══ Supplied records

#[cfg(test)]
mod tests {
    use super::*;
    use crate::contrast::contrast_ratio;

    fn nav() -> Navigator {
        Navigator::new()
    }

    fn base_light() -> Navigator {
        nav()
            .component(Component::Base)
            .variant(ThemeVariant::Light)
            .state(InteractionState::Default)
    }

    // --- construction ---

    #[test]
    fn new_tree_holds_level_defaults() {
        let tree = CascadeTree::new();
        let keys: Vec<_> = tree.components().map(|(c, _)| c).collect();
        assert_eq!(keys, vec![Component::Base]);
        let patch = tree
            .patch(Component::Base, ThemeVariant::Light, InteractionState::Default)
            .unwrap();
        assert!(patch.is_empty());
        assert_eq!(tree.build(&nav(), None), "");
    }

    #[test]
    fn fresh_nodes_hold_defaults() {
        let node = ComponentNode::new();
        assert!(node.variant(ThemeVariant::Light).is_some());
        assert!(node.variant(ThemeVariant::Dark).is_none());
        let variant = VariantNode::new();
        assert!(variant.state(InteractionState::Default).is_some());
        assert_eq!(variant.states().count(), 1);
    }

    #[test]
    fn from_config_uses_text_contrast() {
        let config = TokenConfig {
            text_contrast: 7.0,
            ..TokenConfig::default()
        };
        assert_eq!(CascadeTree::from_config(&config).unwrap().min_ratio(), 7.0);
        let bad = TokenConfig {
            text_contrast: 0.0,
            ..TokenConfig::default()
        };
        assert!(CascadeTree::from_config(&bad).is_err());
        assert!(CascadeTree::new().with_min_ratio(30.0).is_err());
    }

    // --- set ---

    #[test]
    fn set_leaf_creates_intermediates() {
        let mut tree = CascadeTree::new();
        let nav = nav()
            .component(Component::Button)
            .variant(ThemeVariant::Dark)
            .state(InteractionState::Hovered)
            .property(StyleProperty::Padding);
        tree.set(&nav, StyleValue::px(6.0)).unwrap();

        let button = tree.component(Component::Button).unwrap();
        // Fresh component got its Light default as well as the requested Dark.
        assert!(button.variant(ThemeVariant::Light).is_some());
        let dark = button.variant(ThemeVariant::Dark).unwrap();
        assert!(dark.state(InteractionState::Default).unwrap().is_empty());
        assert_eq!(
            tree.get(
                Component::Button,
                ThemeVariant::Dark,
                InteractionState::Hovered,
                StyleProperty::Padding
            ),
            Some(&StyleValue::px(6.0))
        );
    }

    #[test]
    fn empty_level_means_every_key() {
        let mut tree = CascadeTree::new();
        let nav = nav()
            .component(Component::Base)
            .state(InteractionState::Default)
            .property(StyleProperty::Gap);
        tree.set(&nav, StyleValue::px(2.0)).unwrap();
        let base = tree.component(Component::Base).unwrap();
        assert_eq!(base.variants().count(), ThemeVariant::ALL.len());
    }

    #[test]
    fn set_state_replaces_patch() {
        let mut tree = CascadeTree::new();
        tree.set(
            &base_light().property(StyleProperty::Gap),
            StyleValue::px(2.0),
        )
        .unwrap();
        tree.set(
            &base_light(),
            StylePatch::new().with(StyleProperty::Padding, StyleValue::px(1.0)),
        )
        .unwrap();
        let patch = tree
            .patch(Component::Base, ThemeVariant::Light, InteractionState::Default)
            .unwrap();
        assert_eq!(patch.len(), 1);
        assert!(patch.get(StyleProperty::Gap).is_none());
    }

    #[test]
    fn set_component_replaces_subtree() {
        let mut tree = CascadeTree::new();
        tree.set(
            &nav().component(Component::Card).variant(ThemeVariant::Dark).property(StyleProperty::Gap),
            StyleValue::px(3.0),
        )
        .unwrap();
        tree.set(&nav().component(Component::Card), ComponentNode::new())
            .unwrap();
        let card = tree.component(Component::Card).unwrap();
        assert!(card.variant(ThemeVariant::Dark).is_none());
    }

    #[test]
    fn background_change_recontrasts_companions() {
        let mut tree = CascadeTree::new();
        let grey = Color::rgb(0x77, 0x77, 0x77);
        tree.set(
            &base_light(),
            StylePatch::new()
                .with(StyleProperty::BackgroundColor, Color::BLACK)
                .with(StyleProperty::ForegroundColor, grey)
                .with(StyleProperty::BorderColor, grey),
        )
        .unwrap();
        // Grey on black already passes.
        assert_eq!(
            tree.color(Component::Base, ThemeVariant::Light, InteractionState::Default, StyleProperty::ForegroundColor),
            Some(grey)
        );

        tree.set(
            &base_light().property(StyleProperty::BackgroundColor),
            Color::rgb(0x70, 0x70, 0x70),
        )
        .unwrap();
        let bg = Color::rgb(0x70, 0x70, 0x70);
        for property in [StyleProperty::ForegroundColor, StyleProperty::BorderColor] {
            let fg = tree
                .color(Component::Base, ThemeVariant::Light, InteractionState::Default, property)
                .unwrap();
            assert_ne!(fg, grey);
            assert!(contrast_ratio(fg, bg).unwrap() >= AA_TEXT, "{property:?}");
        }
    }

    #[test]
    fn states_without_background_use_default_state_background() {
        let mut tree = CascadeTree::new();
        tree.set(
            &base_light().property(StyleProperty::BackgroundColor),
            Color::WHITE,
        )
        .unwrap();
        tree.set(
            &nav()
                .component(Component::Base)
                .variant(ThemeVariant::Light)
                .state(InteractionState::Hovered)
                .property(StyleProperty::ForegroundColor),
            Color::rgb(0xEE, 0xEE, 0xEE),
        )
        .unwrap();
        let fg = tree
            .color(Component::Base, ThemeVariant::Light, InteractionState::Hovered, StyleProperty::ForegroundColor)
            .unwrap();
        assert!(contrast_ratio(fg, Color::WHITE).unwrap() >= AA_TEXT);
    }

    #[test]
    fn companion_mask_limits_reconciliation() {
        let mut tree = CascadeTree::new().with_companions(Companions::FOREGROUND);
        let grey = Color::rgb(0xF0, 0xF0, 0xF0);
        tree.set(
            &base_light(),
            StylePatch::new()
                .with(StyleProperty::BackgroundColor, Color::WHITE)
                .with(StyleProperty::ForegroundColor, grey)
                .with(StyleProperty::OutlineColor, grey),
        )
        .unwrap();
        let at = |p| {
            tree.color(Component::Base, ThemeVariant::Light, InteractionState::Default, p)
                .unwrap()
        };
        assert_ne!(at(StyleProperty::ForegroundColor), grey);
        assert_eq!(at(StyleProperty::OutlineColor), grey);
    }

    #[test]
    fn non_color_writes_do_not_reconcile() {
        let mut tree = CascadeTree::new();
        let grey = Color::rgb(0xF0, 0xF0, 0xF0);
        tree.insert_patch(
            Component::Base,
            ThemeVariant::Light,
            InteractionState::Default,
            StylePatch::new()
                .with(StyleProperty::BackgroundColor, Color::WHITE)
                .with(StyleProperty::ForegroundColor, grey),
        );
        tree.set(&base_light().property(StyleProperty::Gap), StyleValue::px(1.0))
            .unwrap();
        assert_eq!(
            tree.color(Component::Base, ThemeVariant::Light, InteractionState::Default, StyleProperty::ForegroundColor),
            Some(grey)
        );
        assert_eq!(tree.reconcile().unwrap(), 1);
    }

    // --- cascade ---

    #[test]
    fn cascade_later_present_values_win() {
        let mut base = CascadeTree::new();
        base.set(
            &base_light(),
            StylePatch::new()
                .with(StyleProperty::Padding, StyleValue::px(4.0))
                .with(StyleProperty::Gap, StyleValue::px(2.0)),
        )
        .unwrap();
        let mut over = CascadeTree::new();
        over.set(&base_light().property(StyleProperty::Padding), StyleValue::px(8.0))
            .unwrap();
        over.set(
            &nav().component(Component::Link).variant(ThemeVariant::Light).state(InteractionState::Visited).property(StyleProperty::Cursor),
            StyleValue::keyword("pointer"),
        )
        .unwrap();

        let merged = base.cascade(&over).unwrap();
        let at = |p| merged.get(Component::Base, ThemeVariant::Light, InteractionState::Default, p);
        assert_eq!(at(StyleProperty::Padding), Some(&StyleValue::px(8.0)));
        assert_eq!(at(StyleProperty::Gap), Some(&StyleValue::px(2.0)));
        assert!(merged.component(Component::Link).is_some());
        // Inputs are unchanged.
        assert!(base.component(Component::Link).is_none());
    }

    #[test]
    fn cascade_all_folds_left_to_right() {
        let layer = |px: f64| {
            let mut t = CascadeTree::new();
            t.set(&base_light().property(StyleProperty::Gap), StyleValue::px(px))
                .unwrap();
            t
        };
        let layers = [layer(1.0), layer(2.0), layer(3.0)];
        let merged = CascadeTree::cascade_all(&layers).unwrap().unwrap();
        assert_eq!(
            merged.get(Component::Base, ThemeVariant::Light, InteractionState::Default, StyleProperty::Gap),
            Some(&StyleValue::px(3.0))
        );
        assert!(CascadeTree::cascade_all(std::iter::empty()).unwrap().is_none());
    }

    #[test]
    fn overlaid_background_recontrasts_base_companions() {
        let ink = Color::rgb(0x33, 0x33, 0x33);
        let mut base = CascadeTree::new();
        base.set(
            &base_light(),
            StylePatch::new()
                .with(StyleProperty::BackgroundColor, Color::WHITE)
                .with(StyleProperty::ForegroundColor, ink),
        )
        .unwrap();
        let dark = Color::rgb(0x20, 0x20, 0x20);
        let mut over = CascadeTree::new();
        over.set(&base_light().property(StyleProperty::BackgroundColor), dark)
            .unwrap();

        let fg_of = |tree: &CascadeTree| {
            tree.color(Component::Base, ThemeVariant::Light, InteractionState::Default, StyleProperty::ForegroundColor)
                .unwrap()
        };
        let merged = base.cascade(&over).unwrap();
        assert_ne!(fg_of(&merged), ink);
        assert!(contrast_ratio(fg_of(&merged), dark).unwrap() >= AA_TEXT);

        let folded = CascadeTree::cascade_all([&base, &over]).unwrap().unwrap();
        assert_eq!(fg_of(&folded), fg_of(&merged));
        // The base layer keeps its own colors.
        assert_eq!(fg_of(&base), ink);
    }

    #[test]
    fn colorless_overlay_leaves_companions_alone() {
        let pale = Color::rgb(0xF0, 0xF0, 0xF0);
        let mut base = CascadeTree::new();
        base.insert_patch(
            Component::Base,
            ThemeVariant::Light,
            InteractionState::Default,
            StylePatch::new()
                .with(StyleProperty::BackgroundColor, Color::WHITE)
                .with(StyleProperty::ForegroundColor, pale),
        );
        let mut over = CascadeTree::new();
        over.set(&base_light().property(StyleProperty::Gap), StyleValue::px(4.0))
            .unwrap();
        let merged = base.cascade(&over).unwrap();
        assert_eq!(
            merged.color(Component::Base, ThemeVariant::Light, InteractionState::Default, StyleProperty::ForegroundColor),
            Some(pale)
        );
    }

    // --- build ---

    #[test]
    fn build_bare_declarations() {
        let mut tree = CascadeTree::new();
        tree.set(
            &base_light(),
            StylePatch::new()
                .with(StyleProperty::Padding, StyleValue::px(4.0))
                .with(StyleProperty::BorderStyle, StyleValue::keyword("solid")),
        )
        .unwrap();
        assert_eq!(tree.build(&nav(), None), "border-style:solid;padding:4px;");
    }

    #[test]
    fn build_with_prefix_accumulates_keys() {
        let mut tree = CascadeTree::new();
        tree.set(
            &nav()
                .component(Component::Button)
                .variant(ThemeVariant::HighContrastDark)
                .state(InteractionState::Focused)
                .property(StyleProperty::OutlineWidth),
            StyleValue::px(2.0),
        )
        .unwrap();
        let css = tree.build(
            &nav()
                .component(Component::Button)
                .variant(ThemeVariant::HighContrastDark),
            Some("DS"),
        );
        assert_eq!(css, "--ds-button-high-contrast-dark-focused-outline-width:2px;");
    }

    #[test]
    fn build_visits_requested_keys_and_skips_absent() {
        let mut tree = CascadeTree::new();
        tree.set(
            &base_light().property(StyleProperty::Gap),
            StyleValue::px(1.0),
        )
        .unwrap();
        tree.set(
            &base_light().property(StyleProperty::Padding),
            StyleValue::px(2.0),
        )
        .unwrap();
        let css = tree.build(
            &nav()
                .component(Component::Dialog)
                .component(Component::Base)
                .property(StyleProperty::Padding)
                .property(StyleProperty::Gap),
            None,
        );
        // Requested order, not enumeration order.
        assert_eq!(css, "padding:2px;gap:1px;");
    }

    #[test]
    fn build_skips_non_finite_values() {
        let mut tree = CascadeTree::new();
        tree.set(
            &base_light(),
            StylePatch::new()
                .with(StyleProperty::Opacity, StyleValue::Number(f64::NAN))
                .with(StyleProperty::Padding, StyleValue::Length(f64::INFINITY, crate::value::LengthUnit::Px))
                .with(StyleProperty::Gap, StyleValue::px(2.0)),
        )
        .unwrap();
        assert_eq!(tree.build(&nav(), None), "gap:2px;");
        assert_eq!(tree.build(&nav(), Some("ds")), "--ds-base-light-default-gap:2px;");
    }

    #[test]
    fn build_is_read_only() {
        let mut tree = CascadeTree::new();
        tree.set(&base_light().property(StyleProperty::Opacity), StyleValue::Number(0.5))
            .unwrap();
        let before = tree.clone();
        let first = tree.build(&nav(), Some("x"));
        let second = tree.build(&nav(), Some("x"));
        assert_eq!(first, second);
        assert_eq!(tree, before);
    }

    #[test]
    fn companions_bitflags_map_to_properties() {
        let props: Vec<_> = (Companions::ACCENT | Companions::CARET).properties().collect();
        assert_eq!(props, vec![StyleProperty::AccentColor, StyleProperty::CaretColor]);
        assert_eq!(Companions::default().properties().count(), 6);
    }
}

════

== Exercise objective ==
If a line in the material above contains the word "props", copy it.

== Exercise solution ==
        let props: Vec<_> = (Companions::ACCENT | Companions::CARET).properties().collect();
        assert_eq!(props, vec![StyleProperty::AccentColor, StyleProperty::CaretColor]);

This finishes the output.